Tuesday, December 19, 2006

Gingerbread House-Making Challenge!

Over the past year or so The Food Network has managed to completely infiltrate my soul, but although my obsessive intake of Iron Chef America, Alton Brown's Good Eats and Bobby Flay Throwdown stokes my adventurous eating habits and inner food critic, these programs usually do little to awaken my long-dormant chef/culinary creativist.

The one show that really pushes me to the brink of pots and pans is the "Challenge" series, where professional pastry chefs battle each other in the construction of sugar sculptures and themed cakes and pastries. Edible arts and crafts are right up my alley and when I caught a Gingerbread Challenge on television a few weeks ago I started to build hope around the gingerbread house as a project I could tackle, even in my tiny, near-kitchenless apartment.

But what fun is building the gingerbread house without the "challenge" of kicking all your friends' asses in a friendly competition? Hence, the gestation of Miss Stacia and Jay-Z's First (Annual??!!) Gingerbread House-Making Challenge!

We hosted the competition Sunday afternoon at Jay Z's apartment where Jaz provided some scrumptious brunch for our competitors, and I provided most of the building supplies.


ginger materials
All of the white icing once found on the UWS now resides here.


We decided to go the graham cracker route because, let's face it, seven people can't cook real gingerbread with only one oven and besides, I'm no Betty Crocker to begin with. The full set of rules decided upon by Miss Jay-Z were laid out as follows:

1.Contestants can start building their houses as soon as they arrive.

2.Each individual (or team) is responsible for acquiring their own basic materials (graham crackers and or actual gingerbread if you're brave, icing, candy, etc.), but we will provide emergency supplies, utensils and sweets for additional flair. Giving some thought to what you want to build before Sunday (so you can pick up the necessary components) is especially advised.

3a.Judging will commence at 5:45pm.

3b.Because we believe in fairness above all else, Stacey Brook will serve as both judge and contestant.

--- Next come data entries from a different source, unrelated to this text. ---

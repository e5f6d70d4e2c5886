use crate::error::AppError;
use crate::feed::types::{ChartSiteUpdate, ForecastSiteUpdate, OrderBookUpdate, SensorSiteUpdate};
use crate::view::chart::merge_chart_series;
use crate::view::keys::{extract_strike, parse_ticker, SENTINEL_DATE};
use crate::view::store::{SeriesKind, SeriesPoint, UpsertOutcome, ViewStateStore};
use crate::view::tree::{ChartView, DateContent, RowChange, ViewTree};
use crate::view::ViewLayout;

#[derive(Debug, Clone, Copy, PartialEq, Eq)]
pub enum ReconcileOutcome {
    Applied,
    Unchanged,
    /// Order-book entry without a strike segment.
    Dropped,
    /// Panel update for a site that has no row yet.
    Skipped,
}

pub fn apply_order_book(
    store: &mut ViewStateStore,
    tree: &mut ViewTree,
    update: &OrderBookUpdate,
) -> Result<ReconcileOutcome, AppError> {
    let key = parse_ticker(&update.ticker)?;
    let Some(strike_label) = key.strike else {
        return Ok(ReconcileOutcome::Dropped);
    };
    if key.date == SENTINEL_DATE {
        return Err(AppError::malformed(format!(
            "ticker '{}' uses the reserved date '{SENTINEL_DATE}'",
            update.ticker
        )));
    }
    let strike = extract_strike(&strike_label)?;

    let stored = store.upsert_order_book_entry(
        &key.site,
        &key.date,
        &update.ticker,
        update.yes.clone(),
        update.no.clone(),
    )?;

    let (ids, row) = tree.find_or_create_site_row(&key.site);
    let cell = row.find_or_create_date_cell(ids, &key.date);
    let book = cell.book_mut()?;
    let change = book.upsert_row(
        ids,
        &update.ticker,
        &strike_label,
        strike,
        update.yes.clone(),
        update.no.clone(),
    );

    match (stored, change) {
        (UpsertOutcome::Unchanged, RowChange::Unchanged) => Ok(ReconcileOutcome::Unchanged),
        _ => Ok(ReconcileOutcome::Applied),
    }
}

pub fn apply_sensor_readings(
    store: &mut ViewStateStore,
    tree: &mut ViewTree,
    layout: &ViewLayout,
    update: SensorSiteUpdate,
) -> Result<ReconcileOutcome, AppError> {
    let Some((ids, row)) = tree.site_row_mut(&update.site) else {
        return Ok(ReconcileOutcome::Skipped);
    };

    let readings = store
        .replace_sensor_readings(&update.site, update.readings, layout.sensor_max_rows)?
        .to_vec();
    row.replace_sensor(ids, readings, layout.sensor_columns);
    Ok(ReconcileOutcome::Applied)
}

pub fn apply_forecast_readings(
    store: &mut ViewStateStore,
    tree: &mut ViewTree,
    layout: &ViewLayout,
    update: ForecastSiteUpdate,
) -> Result<ReconcileOutcome, AppError> {
    let Some((ids, row)) = tree.site_row_mut(&update.site) else {
        return Ok(ReconcileOutcome::Skipped);
    };

    let readings = store
        .replace_forecast_readings(&update.site, update.readings, layout.forecast_max_rows)?
        .to_vec();
    row.replace_forecast(ids, readings, layout.forecast_columns);
    Ok(ReconcileOutcome::Applied)
}

pub fn apply_chart(
    store: &mut ViewStateStore,
    tree: &mut ViewTree,
    update: ChartSiteUpdate,
) -> Result<ReconcileOutcome, AppError> {
    store.replace_chart_series(&update.site, update.readings, update.forecasts)?;
    redraw_chart(store, tree, &update.site)
}

pub fn apply_chart_point(
    store: &mut ViewStateStore,
    tree: &mut ViewTree,
    site: &str,
    kind: SeriesKind,
    point: SeriesPoint,
) -> Result<ReconcileOutcome, AppError> {
    store.append_chart_point(site, kind, point)?;
    redraw_chart(store, tree, site)
}

fn redraw_chart(
    store: &ViewStateStore,
    tree: &mut ViewTree,
    site: &str,
) -> Result<ReconcileOutcome, AppError> {
    let series = store
        .chart_series(site)
        .ok_or_else(|| AppError::malformed(format!("no chart data stored for site '{site}'")))?;
    let merged = merge_chart_series(series);

    let (ids, row) = tree.find_or_create_site_row(site);
    let cell = row.find_or_create_date_cell(ids, SENTINEL_DATE);
    cell.content = DateContent::Chart(Some(ChartView {
        id: ids.allocate(),
        merged,
    }));
    Ok(ReconcileOutcome::Applied)
}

4.Points will be awarded for: creativity, execution, resemblance of house to various New York City structures, flirting with Jasmine, bringing beer/other drink, helping clean up the apartment, cooking Stacey and Jasmine dinner, etc.

5.Points will be deducted for: blah-ness of structure, the lameness of non-participation, leaving a mess.


Most of our guests arrived pretty close to starting time at 2pm, and got right down to work.

at work
The Harvard Gingerbread House-Making Club. Pass the protractor.

The first person finished was ma soeur, the lovely and talented Miss Raquel, who sort of cheated by using an OJ carton as her base, but who had one of the loveliest-looking end products because of it. Definitely the closest to the traditional holiday-style confectionary houses, Raquel's little cottage was lined in licorice and surrounded by a blue icing and M&M moat. The edible abode could have certainly been the demise of Hansel and Gretel.

rachel house
Love the ironically appropriate box copy.

Jay-Faust was the next to finish, although not be her own volition. Weak infrastructure eventually caused the collapse of her graham cracker Flatiron Building, a sad defeat for the 1999 High School East Holiday Bûche Champion.

flatiron collapse
"Voulez vous bûcher avec moi?"

The other contestants completed their gingerbread (graham cracker) masterpieces soon after, and included Eric’s homage to,
umm, Eric:

the e

A “brothel in the red light district”:

red light cake

And a house made almost completely out of gingerbread men, which I thought was the coolest idea ever, hence my disqualifying its creator from the winner's circle:

gingerman

I was pretty much the last one to finish. From the beginning I had my heart set on making a "Jewgerbread House." I bought silver and blue M&M’s in Times Square (at 9 dollars a pound at the M&M store, mind you. Holy ish.) for proper decorative accent, and planned a special signifying detail for the front of my piece, but I wasn’t exactly sure how to go about the construction of the building itself until I got down on the floor an played with my grahams. And then the epiphany hit:

top viewJPG
You can’t go wrong with six corners.

I am something of a perfectionist, and it took me almost three hours to build, ice and decorate this sucker, but once I finished I was quite pleased. Especially when it came time to add my major accenting detail:

jewgerbread closeup
Unroll for edible Torah Portion.

Once the last chocolate button was secured in place, I stood up and took about ninety seconds to deliberate before declaring myself the official winner of the 2006 Gingerbread Challenge!

stacey cake
Six months of shaky waitressing helped prepare me for this moment.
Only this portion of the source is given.